I don’t recall who I heard say this, but it rings true to me.

It doesn’t mean I can eradicate all anger or should focus my attention on that. But it does mean that anything I do fueled by anger is likely to be with compromised judgement.

So with that in mind, I ask the forgiveness of anyone I’ve unhelpfully hurt through my words, particularly this week. It isn’t my intention to judge people’s hearts or shut people down. It’s my intention to challenge as well as open up dialogue that can be beneficial and helpful. So if I have made you feel misunderstood, condescended to, or written off, please forgive me.

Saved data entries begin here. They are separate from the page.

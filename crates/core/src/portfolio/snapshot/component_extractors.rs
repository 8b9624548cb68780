//! Ordered fallback chains that derive component names and weights from the
//! optional fields of a position.

use rust_decimal::Decimal;

use super::{Component, PortfolioPayload, PortfolioSnapshot, PositionPayload};
use crate::constants::{COMPONENT_COLOR_PALETTE, FALLBACK_COMPONENT_NAME_PREFIX};

/// What an extractor can look at.
#[derive(Debug, Clone, Copy)]
pub struct PositionContext<'a> {
    pub position: &'a PositionPayload,
    /// Zero-based position of the component in composition order.
    pub ordinal: usize,
    pub total_value: Decimal,
}

pub type Extractor<T> = fn(&PositionContext<'_>) -> Option<T>;

/// Extractors tried in order; the first one that yields a value wins.
pub struct FallbackChain<T> {
    extractors: Vec<(&'static str, Extractor<T>)>,
}

impl<T> Default for FallbackChain<T> {
    fn default() -> Self {
        Self::new()
    }
}

impl<T> FallbackChain<T> {
    pub fn new() -> Self {
        Self {
            extractors: Vec::new(),
        }
    }

    pub fn then(mut self, label: &'static str, extractor: Extractor<T>) -> Self {
        self.extractors.push((label, extractor));
        self
    }

    /// The first present value together with the label of the extractor that produced it.
    pub fn resolve_with_source(&self, ctx: &PositionContext<'_>) -> Option<(&'static str, T)> {
        self.extractors
            .iter()
            .find_map(|(label, extract)| extract(ctx).map(|value| (*label, value)))
    }

    pub fn resolve(&self, ctx: &PositionContext<'_>) -> Option<T> {
        self.resolve_with_source(ctx).map(|(_, value)| value)
    }
}

fn non_blank(text: Option<&String>) -> Option<String> {
    text.map(|s| s.trim())
        .filter(|s| !s.is_empty())
        .map(str::to_string)
}

/// `instrument.name` -> `instrument.description` -> `instrument.identifier` -> `Fund N`.
pub fn name_chain() -> FallbackChain<String> {
    FallbackChain::new()
        .then("instrument.name", |ctx| {
            non_blank(ctx.position.instrument.as_ref()?.name.as_ref())
        })
        .then("instrument.description", |ctx| {
            non_blank(ctx.position.instrument.as_ref()?.description.as_ref())
        })
        .then("instrument.identifier", |ctx| {
            non_blank(ctx.position.instrument.as_ref()?.identifier.as_ref())
        })
        .then("synthesized", |ctx| {
            Some(format!("{} {}", FALLBACK_COMPONENT_NAME_PREFIX, ctx.ordinal + 1))
        })
}

/// `weight_real` (when non-zero) -> `amount / total_value` -> 0.
pub fn weight_chain() -> FallbackChain<Decimal> {
    FallbackChain::new()
        .then("weight_real", |ctx| {
            ctx.position.weight_real.filter(|w| !w.is_zero())
        })
        .then("amount_share", |ctx| {
            if ctx.total_value <= Decimal::ZERO {
                return None;
            }
            ctx.position
                .amount
                .unwrap_or(Decimal::ZERO)
                .checked_div(ctx.total_value)
        })
        .then("zero", |_| Some(Decimal::ZERO))
}

/// Color assigned to the component at `ordinal`, cycling through the palette.
pub fn component_color(ordinal: usize) -> &'static str {
    COMPONENT_COLOR_PALETTE[ordinal % COMPONENT_COLOR_PALETTE.len()]
}

/// Builds the composition rows of a portfolio payload, in payload order.
pub fn extract_components(payload: &PortfolioPayload) -> Vec<Component> {
    let total_value = payload.total_value();
    let names = name_chain();
    let weights = weight_chain();

    payload
        .positions()
        .enumerate()
        .map(|(ordinal, position)| {
            let ctx = PositionContext {
                position,
                ordinal,
                total_value,
            };
            Component {
                name: names.resolve(&ctx).unwrap_or_default(),
                amount: position.amount.unwrap_or(Decimal::ZERO),
                weight: weights.resolve(&ctx).unwrap_or(Decimal::ZERO),
                color: component_color(ordinal).to_string(),
                price: position.price.unwrap_or(Decimal::ZERO),
                units: position.titles.unwrap_or(Decimal::ZERO),
            }
        })
        .collect()
}

impl PortfolioSnapshot {
    pub fn from_payload(payload: &PortfolioPayload) -> Self {
        let summary = payload.portfolio.as_ref();
        Self {
            total_value: payload.total_value(),
            cash_amount: summary
                .and_then(|p| p.cash_amount)
                .unwrap_or(Decimal::ZERO),
            additional_cash_needed: payload
                .extra
                .as_ref()
                .and_then(|e| e.additional_cash_needed_to_trade)
                .unwrap_or(Decimal::ZERO),
            components: extract_components(payload),
        }
    }
}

If in the future I come across as edgier than you like, please know that I am trying to measure my words to be challenging AND gracious, daring AND wise. I’ll fail, and I’ll keep trying, because I believe somethings need to be said, conversations need to be had, and bridge building needs to be done.

You have some major criticisms, so do you just like to talk about what you think is wrong or do you have any helpful proactive solutions to offer?

Yes, one in particular at the moment. Church, please, I beg you, develop deep open minded and openhearted relationships with people who are different than you. People who look different, think different, vote different, believe different.

For the individual, this just means starting with one person and building upon that. We don’t diversify our social circles quickly or easily, but it’s very much worth a try. Facebook can help for some people if you can do genuine facebook friendships. It also might mean reading different news sources or books that give us a different angle on the world.

The church will experience greater reconciliation and oneness as we truly get to know and love each other. We will struggle to love our neighbor well if we don’t know them well. My hope is for us to grown in our breadth and depth of relationships with people who are unlike us… and that we would learn to love your neighbor like we love our own selves.